• [Material provided]:
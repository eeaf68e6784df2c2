//! Core token types: security tiers and the check-in token itself.

use chrono::{DateTime, Utc};
use serde::{Deserialize, Serialize};

use crate::event::EventId;

/// Named security tier controlling how fast a check-in QR code rotates.
///
/// Each tier maps to a token time-to-live in
/// [`SecurityPolicy`](super::SecurityPolicy); higher tiers mean shorter
/// windows and therefore faster rotation on the organizer's display.
///
/// # TTL Table (default policy)
///
/// | Level    | TTL     |
/// |----------|---------|
/// | Basic    | 24 h    |
/// | Standard | 5 min   |
/// | High     | 1 min   |
/// | Maximum  | 30 s    |
#[derive(Debug, Clone, Copy, PartialEq, Eq, Hash, Serialize, Deserialize)]
#[serde(rename_all = "lowercase")]
pub enum SecurityLevel {
    /// Static codes, e.g. printed badges for low-stakes events.
    Basic,
    /// Rotating codes for ordinary ticketed events.
    Standard,
    /// Fast rotation for access-controlled events.
    High,
    /// Fastest rotation; codes are effectively single-glance.
    Maximum,
}

impl SecurityLevel {
    /// Converts to string representation for storage and the wire.
    #[must_use]
    pub const fn as_str(self) -> &'static str {
        match self {
            Self::Basic => "basic",
            Self::Standard => "standard",
            Self::High => "high",
            Self::Maximum => "maximum",
        }
    }

    /// Parses from string representation.
    ///
    /// Returns `None` for unrecognized input. Callers on the wire boundary
    /// translate that into
    /// [`TokenError::UnknownSecurityLevel`](super::TokenError::UnknownSecurityLevel)
    /// rather than falling back to a lax tier.
    #[must_use]
    pub fn parse(s: &str) -> Option<Self> {
        match s {
            "basic" => Some(Self::Basic),
            "standard" => Some(Self::Standard),
            "high" => Some(Self::High),
            "maximum" => Some(Self::Maximum),
            _ => None,
        }
    }
}

impl std::fmt::Display for SecurityLevel {
    fn fmt(&self, f: &mut std::fmt::Formatter<'_>) -> std::fmt::Result {
        f.write_str(self.as_str())
    }
}

/// A decoded check-in token, as carried inside the QR payload.
///
/// Tokens are stateless and self-describing: validity is a pure function of
/// these fields, the shared issuer key, and the current time. A token is
/// meaningful only paired with the event it names, and it carries no user
/// identity — identity arrives separately from the caller's authenticated
/// session.
///
/// Tokens are never mutated after issuance; they are validated and
/// discarded.
#[derive(Debug, Clone, PartialEq, Eq)]
pub struct CheckInToken {
    /// The event this token belongs to.
    pub event_id: EventId,
    /// Issuance instant. Must be `<= now` at validation time.
    pub issued_at: DateTime<Utc>,
    /// Security tier the token was issued under. Must equal the event's
    /// configured tier at validation time.
    pub security_level: SecurityLevel,
    /// Opaque integrity value: URL-safe base64 of `nonce ‖ mac`. Verified
    /// by the validator, never interpreted by the codec.
    pub integrity: String,
}

#[cfg(test)]
mod tests {
    use super::*;

    #[test]
    fn security_level_string_roundtrip() {
        for level in [
            SecurityLevel::Basic,
            SecurityLevel::Standard,
            SecurityLevel::High,
            SecurityLevel::Maximum,
        ] {
            assert_eq!(SecurityLevel::parse(level.as_str()), Some(level));
        }
    }

    #[test]
    fn security_level_parse_rejects_unknown() {
        assert_eq!(SecurityLevel::parse("paranoid"), None);
        assert_eq!(SecurityLevel::parse(""), None);
        // Case-sensitive on purpose: the wire format is lowercase.
        assert_eq!(SecurityLevel::parse("Basic"), None);
    }

    #[test]
    fn security_level_serde_is_lowercase() {
        assert_eq!(
            serde_json::to_string(&SecurityLevel::Maximum).unwrap(),
            r#""maximum""#
        );
        let parsed: SecurityLevel = serde_json::from_str(r#""high""#).unwrap();
        assert_eq!(parsed, SecurityLevel::High);
    }

    #[test]
    fn security_level_display_matches_as_str() {
        assert_eq!(SecurityLevel::Standard.to_string(), "standard");
    }
}
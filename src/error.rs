//! Error types for the Coredata API client.
//!
//! Every fallible operation in this crate returns [`CoredataError`]. The
//! client never retries: the first failure is surfaced immediately to the
//! caller, and callers wanting retry behavior must layer it on themselves.
//!
//! # Example
//!
//! ```rust
//! use coredata_api::{CoredataClient, CoredataError, Credentials};
//!
//! let result = CoredataClient::new("example.coredata.is", Credentials::new("user", "pass"));
//! assert!(matches!(result, Err(CoredataError::InvalidHost { .. })));
//! ```

use thiserror::Error;

/// Errors that can occur when talking to the Coredata API.
#[derive(Debug, Error)]
pub enum CoredataError {
    /// The supplied host is missing a URI scheme.
    ///
    /// Raised at client construction, before any network activity.
    #[error("Invalid host '{host}': missing scheme (e.g. 'https://example.coredata.is').")]
    InvalidHost {
        /// The host string that was rejected.
        host: String,
    },

    /// The server reported a failure and supplied an error message.
    ///
    /// Carries the `error_message` field of the server's error body.
    #[error("Error! {message}")]
    Remote {
        /// The server-supplied error message.
        message: String,
    },

    /// The server responded with a non-success status and no decodable
    /// error message.
    #[error("Error occured! Status code is {code} for {url}")]
    Status {
        /// The HTTP status code returned.
        code: u16,
        /// The URL that was requested.
        url: String,
    },

    /// A create response was missing its `Location` header.
    #[error("Create response from {url} is missing a Location header.")]
    MissingLocation {
        /// The URL that was requested.
        url: String,
    },

    /// The `content` sub-entity serves opaque bytes, not JSON.
    ///
    /// Returned when [`get`](crate::CoredataClient::get) is asked for the
    /// content sub-entity; use
    /// [`get_content`](crate::CoredataClient::get_content) instead.
    #[error("The content sub-entity is raw bytes; fetch it with get_content.")]
    ContentIsOpaque,

    /// The supplied collection name does not map to a known entity.
    #[error("Unknown entity '{name}'.")]
    UnknownEntity {
        /// The unrecognized collection name.
        name: String,
    },

    /// A transport-level failure from the underlying HTTP client.
    #[error(transparent)]
    Network(#[from] reqwest::Error),

    /// A URL could not be parsed or composed.
    #[error(transparent)]
    UrlParse(#[from] url::ParseError),

    /// A response body could not be decoded as the expected JSON shape.
    #[error(transparent)]
    Decode(#[from] serde_json::Error),
}
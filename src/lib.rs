//! # Coredata API client
//!
//! A Rust client for the Coredata document API, covering create, read,
//! update, and delete over its fixed set of resource collections with
//! transparent pagination draining.
//!
//! ## Overview
//!
//! This crate provides:
//! - A closed [`Entity`] enum for the API's resource collections
//! - [`CoredataClient`] with `create`, `get`, `get_content`, `edit`, and
//!   `delete` operations
//! - A [`GetRequest`] builder for filters, nesting, and pagination inputs
//! - Pure query-parameter merging via [`add_url_parameters`]
//! - A single [`CoredataError`] taxonomy for every failure
//!
//! ## Quick Start
//!
//! ```rust,ignore
//! use coredata_api::{CoredataClient, Credentials, Entity, GetRequest};
//!
//! let client = CoredataClient::new(
//!     "https://example.coredata.is",
//!     Credentials::new("alice", "hunter2"),
//! )?;
//!
//! // Create a document; the new identifier comes from the Location header.
//! let payload = serde_json::json!({"space": space_id, "title": "From the API"});
//! let id = client.create(Entity::Projects, &payload, true).await?;
//!
//! // Fetch the whole collection. Server pagination is drained internally:
//! // the returned list holds every page's objects, in order.
//! let projects = client.get(&GetRequest::new(Entity::Projects)).await?;
//!
//! // Fetch one instance (always a one-element list), then replace it.
//! let mut doc = client
//!     .get(&GetRequest::new(Entity::Projects).id(&id))
//!     .await?
//!     .remove(0);
//! doc["title"] = "Renamed".into();
//! client.edit(Entity::Projects, &id, &doc, true).await?;
//!
//! // Raw file bytes bypass JSON decoding entirely.
//! let bytes = client.get_content(Entity::Files, &file_id, true).await?;
//!
//! client.delete(Entity::Projects, &id, true).await?;
//! ```
//!
//! ## Design Principles
//!
//! - **No global state**: the host and credential pair are explicit, owned,
//!   immutable values held by each client instance
//! - **Fail-fast validation**: the host is validated at construction, before
//!   any network activity; unknown collection names fail at the boundary
//! - **No retries**: every failure surfaces immediately as [`CoredataError`];
//!   a partial pagination failure aborts the whole call
//! - **Thread-safe**: the client is `Send + Sync`, with no locking of its own

pub mod client;
pub mod config;
pub mod entity;
pub mod error;
pub mod query;

// Re-export public types at crate root for convenience
pub use client::{CoredataClient, GetRequest, DEFAULT_LIMIT};
pub use config::Credentials;
pub use entity::Entity;
pub use error::CoredataError;
pub use query::add_url_parameters;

• [What you have to do]:
State the number of lines in the material holding the word "boundary". Add nothing else.

• [Your response]:
2